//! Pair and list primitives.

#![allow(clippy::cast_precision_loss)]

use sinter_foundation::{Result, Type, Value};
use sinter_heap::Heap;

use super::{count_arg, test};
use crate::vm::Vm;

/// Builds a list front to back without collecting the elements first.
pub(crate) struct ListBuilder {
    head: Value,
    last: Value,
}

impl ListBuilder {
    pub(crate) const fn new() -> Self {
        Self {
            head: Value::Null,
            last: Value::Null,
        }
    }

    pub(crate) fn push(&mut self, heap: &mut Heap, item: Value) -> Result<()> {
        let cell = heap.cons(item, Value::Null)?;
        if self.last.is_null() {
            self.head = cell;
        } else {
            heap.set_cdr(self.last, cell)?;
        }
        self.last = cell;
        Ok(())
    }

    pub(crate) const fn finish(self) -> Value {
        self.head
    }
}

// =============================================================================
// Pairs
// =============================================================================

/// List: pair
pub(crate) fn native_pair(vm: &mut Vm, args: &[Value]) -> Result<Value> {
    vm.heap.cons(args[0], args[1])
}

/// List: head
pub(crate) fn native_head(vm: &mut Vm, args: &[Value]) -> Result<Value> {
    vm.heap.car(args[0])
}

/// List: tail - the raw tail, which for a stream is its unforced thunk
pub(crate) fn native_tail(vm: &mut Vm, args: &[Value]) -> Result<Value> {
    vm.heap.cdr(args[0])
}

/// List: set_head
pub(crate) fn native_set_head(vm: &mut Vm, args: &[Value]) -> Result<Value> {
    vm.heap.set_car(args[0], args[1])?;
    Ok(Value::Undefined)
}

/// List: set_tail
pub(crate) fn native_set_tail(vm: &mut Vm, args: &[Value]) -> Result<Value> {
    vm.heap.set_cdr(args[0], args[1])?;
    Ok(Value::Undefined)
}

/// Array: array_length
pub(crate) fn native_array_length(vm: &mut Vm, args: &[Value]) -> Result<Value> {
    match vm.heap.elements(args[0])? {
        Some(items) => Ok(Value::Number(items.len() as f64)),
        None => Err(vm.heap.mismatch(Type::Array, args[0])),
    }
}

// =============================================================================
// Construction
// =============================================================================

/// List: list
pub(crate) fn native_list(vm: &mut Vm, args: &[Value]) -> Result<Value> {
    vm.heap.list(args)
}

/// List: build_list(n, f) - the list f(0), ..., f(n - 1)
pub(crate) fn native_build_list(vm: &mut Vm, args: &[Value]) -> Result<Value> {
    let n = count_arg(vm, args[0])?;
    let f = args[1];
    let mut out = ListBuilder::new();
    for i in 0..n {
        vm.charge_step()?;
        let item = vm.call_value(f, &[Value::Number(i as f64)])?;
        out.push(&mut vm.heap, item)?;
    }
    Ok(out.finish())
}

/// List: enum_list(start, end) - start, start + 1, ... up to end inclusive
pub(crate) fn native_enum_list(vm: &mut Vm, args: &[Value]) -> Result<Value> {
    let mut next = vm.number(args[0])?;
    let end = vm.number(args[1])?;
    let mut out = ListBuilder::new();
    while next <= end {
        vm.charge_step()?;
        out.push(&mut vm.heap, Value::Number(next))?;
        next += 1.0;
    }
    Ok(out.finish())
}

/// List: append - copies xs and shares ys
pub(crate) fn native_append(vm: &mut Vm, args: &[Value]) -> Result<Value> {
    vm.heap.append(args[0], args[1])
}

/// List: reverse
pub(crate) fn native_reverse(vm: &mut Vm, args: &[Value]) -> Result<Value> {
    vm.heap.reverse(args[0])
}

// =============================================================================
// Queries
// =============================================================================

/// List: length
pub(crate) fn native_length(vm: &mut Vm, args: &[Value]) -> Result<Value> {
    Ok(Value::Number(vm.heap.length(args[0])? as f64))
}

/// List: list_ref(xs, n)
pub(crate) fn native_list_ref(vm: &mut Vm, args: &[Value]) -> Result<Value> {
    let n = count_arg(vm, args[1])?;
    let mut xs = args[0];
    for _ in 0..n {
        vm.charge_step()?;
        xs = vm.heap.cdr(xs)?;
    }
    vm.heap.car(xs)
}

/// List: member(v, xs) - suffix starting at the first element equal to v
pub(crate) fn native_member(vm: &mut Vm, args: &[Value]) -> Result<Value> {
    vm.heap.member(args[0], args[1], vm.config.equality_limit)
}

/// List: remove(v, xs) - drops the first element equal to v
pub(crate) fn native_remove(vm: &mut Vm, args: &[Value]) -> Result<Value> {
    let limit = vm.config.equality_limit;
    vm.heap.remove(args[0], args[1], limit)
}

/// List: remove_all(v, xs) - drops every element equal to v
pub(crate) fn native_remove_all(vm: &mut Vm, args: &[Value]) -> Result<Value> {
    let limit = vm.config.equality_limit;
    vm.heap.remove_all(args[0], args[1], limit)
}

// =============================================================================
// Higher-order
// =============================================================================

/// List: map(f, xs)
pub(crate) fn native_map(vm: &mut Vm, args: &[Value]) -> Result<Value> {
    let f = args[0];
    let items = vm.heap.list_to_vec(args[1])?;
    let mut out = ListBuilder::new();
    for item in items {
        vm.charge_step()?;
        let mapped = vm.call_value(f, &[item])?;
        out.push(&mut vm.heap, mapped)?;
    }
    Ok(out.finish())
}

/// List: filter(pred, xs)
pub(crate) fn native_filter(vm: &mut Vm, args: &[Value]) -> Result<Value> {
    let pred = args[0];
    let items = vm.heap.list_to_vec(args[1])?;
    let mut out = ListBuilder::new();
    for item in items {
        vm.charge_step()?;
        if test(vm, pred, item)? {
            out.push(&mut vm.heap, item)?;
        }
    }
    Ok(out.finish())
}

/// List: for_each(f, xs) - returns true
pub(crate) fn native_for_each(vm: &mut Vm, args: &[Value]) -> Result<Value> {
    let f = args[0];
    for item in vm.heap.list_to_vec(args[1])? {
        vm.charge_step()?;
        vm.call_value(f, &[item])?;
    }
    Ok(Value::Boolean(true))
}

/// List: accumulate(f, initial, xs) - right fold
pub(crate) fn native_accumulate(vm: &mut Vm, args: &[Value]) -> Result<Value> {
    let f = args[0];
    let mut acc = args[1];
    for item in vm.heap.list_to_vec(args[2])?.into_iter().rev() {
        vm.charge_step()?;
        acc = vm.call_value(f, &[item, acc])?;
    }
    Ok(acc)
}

Aim of the task: Extract the lines of the preceding material that run from the line with "pub(crate) fn native_append(vm: &mut" through the line with "pub(crate) fn native_map(vm: &mut", inclusive, reproducing them exactly and adding nothing.

Written solution:
pub(crate) fn native_append(vm: &mut Vm, args: &[Value]) -> Result<Value> {
    vm.heap.append(args[0], args[1])
}

/// List: reverse
pub(crate) fn native_reverse(vm: &mut Vm, args: &[Value]) -> Result<Value> {
    vm.heap.reverse(args[0])
}

// =============================================================================
// Queries
// =============================================================================

/// List: length
pub(crate) fn native_length(vm: &mut Vm, args: &[Value]) -> Result<Value> {
    Ok(Value::Number(vm.heap.length(args[0])? as f64))
}

/// List: list_ref(xs, n)
pub(crate) fn native_list_ref(vm: &mut Vm, args: &[Value]) -> Result<Value> {
    let n = count_arg(vm, args[1])?;
    let mut xs = args[0];
    for _ in 0..n {
        vm.charge_step()?;
        xs = vm.heap.cdr(xs)?;
    }
    vm.heap.car(xs)
}

/// List: member(v, xs) - suffix starting at the first element equal to v
pub(crate) fn native_member(vm: &mut Vm, args: &[Value]) -> Result<Value> {
    vm.heap.member(args[0], args[1], vm.config.equality_limit)
}

/// List: remove(v, xs) - drops the first element equal to v
pub(crate) fn native_remove(vm: &mut Vm, args: &[Value]) -> Result<Value> {
    let limit = vm.config.equality_limit;
    vm.heap.remove(args[0], args[1], limit)
}

/// List: remove_all(v, xs) - drops every element equal to v
pub(crate) fn native_remove_all(vm: &mut Vm, args: &[Value]) -> Result<Value> {
    let limit = vm.config.equality_limit;
    vm.heap.remove_all(args[0], args[1], limit)
}

// =============================================================================
// Higher-order
// =============================================================================

/// List: map(f, xs)
pub(crate) fn native_map(vm: &mut Vm, args: &[Value]) -> Result<Value> {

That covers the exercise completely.